• [Activity] Copy out, from the entries below, each line that holds the string "AtomicUsize".

[Saved entries]
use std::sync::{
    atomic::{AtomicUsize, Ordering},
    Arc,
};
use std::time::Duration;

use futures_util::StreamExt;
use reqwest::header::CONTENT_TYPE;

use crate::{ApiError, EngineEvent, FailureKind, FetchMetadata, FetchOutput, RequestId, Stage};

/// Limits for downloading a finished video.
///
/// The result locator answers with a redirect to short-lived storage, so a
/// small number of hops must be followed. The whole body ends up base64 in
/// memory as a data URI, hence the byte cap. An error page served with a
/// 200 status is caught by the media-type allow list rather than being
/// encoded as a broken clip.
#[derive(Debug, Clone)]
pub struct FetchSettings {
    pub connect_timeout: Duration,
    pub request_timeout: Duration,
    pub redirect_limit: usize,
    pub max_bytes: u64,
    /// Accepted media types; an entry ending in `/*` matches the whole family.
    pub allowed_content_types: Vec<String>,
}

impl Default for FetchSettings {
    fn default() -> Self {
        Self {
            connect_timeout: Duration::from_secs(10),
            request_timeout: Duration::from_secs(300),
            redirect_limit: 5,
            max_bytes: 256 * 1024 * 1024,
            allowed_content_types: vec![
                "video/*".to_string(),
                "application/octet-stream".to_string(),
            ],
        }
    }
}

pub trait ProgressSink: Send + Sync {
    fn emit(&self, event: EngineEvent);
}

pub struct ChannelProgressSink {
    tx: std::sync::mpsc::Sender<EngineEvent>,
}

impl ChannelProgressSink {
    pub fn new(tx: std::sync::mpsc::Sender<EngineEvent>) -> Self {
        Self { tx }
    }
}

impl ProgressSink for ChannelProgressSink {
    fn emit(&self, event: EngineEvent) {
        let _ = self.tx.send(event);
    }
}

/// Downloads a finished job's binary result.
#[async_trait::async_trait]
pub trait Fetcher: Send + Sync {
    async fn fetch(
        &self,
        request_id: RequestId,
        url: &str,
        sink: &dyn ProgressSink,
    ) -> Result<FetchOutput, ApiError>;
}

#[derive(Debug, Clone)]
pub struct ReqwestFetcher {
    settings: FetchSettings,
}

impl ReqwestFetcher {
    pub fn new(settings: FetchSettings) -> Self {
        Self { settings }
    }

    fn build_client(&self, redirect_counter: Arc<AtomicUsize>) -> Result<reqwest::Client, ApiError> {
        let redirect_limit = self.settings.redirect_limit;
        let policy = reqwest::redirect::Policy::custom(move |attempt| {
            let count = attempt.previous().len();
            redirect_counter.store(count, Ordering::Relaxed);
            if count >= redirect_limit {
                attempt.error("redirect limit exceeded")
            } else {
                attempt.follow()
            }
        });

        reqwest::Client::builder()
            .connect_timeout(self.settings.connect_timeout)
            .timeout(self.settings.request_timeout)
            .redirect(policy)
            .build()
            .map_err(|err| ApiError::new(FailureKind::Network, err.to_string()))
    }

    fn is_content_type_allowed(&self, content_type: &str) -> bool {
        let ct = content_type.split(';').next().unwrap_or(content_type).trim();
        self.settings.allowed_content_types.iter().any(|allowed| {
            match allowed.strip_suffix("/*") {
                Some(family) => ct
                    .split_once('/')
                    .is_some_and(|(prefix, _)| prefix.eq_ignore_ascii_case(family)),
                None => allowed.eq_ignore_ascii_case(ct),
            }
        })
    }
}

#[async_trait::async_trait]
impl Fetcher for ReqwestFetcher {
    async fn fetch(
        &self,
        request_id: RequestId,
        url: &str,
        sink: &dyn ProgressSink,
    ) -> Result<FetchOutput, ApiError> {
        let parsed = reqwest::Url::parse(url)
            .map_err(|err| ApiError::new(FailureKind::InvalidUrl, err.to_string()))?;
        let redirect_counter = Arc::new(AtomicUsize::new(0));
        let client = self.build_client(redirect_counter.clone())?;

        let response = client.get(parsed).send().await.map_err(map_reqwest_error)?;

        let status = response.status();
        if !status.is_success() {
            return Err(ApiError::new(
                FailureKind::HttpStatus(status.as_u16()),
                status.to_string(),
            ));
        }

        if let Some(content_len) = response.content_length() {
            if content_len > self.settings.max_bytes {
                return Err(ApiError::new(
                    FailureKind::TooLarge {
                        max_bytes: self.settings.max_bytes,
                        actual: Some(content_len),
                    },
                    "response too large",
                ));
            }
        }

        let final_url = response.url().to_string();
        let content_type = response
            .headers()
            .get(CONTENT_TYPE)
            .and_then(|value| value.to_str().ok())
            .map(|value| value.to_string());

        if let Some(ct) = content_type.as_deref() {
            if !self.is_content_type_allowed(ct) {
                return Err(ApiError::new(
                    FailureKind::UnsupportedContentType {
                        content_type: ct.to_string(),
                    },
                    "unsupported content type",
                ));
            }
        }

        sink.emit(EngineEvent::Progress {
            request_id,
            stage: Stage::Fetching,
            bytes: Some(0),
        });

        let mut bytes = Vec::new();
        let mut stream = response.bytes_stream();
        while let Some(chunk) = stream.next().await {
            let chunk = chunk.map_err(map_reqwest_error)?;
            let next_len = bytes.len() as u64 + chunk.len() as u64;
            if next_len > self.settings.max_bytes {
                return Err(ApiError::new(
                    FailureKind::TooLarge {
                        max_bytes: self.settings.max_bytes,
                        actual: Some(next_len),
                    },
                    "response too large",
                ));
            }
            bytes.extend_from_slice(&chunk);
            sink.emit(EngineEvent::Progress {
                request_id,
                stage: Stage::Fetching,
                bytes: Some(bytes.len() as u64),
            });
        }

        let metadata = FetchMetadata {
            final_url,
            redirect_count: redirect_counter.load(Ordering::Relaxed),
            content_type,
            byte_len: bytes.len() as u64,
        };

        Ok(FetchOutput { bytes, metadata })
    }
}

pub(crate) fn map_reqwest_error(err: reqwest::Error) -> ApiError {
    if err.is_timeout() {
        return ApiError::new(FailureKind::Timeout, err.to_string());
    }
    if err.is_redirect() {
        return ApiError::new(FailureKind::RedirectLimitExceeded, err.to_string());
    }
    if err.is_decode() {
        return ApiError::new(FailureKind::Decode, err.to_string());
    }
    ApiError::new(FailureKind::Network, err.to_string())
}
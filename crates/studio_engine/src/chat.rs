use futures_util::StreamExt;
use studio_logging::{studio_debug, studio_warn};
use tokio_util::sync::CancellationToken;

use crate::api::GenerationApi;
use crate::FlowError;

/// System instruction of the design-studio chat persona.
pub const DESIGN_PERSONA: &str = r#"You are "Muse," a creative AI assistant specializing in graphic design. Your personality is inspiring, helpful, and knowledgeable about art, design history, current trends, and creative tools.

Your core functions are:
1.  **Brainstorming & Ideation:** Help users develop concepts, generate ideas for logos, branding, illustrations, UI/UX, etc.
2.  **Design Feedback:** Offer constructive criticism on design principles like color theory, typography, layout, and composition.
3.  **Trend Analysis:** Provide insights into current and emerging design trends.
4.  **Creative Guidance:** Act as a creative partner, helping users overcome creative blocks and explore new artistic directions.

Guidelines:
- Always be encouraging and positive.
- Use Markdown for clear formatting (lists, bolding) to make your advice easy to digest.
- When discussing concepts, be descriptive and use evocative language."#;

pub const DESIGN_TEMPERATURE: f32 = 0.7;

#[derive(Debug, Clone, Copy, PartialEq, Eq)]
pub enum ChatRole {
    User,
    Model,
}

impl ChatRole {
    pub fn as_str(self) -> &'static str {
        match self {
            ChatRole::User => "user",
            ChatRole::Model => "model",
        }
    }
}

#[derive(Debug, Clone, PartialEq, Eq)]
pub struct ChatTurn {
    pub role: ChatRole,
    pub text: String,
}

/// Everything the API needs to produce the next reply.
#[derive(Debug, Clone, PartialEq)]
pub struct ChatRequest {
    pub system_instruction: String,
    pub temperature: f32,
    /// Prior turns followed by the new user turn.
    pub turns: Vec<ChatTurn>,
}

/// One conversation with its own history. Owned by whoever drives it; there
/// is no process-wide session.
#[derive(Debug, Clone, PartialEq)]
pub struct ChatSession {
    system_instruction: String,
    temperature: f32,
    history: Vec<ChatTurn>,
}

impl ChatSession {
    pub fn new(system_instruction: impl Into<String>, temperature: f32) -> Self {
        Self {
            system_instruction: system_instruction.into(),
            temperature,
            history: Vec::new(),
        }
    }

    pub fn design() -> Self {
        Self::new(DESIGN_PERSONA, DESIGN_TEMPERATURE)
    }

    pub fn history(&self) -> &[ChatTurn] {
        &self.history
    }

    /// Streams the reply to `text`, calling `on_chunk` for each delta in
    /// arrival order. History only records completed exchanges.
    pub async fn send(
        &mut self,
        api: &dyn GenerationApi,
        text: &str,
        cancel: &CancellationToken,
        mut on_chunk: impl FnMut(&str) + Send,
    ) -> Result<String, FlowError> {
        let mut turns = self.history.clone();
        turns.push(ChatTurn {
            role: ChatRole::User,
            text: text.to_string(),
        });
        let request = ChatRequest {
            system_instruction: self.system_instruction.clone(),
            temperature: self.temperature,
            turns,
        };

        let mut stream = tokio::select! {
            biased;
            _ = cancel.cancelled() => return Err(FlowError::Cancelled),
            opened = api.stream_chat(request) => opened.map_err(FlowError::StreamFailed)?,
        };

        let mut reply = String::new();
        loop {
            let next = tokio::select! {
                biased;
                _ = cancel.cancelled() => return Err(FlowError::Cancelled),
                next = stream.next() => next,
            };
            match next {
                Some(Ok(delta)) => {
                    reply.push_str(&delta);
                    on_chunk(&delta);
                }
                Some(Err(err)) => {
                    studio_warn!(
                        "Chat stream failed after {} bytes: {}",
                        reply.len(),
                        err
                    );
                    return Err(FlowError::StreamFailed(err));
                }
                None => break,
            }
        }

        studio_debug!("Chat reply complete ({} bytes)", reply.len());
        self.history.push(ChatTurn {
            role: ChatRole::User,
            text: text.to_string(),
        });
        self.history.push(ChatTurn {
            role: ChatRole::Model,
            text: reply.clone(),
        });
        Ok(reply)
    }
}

• [Solved exercise]
    atomic::{AtomicUsize, Ordering},
    fn build_client(&self, redirect_counter: Arc<AtomicUsize>) -> Result<reqwest::Client, ApiError> {
        let redirect_counter = Arc::new(AtomicUsize::new(0));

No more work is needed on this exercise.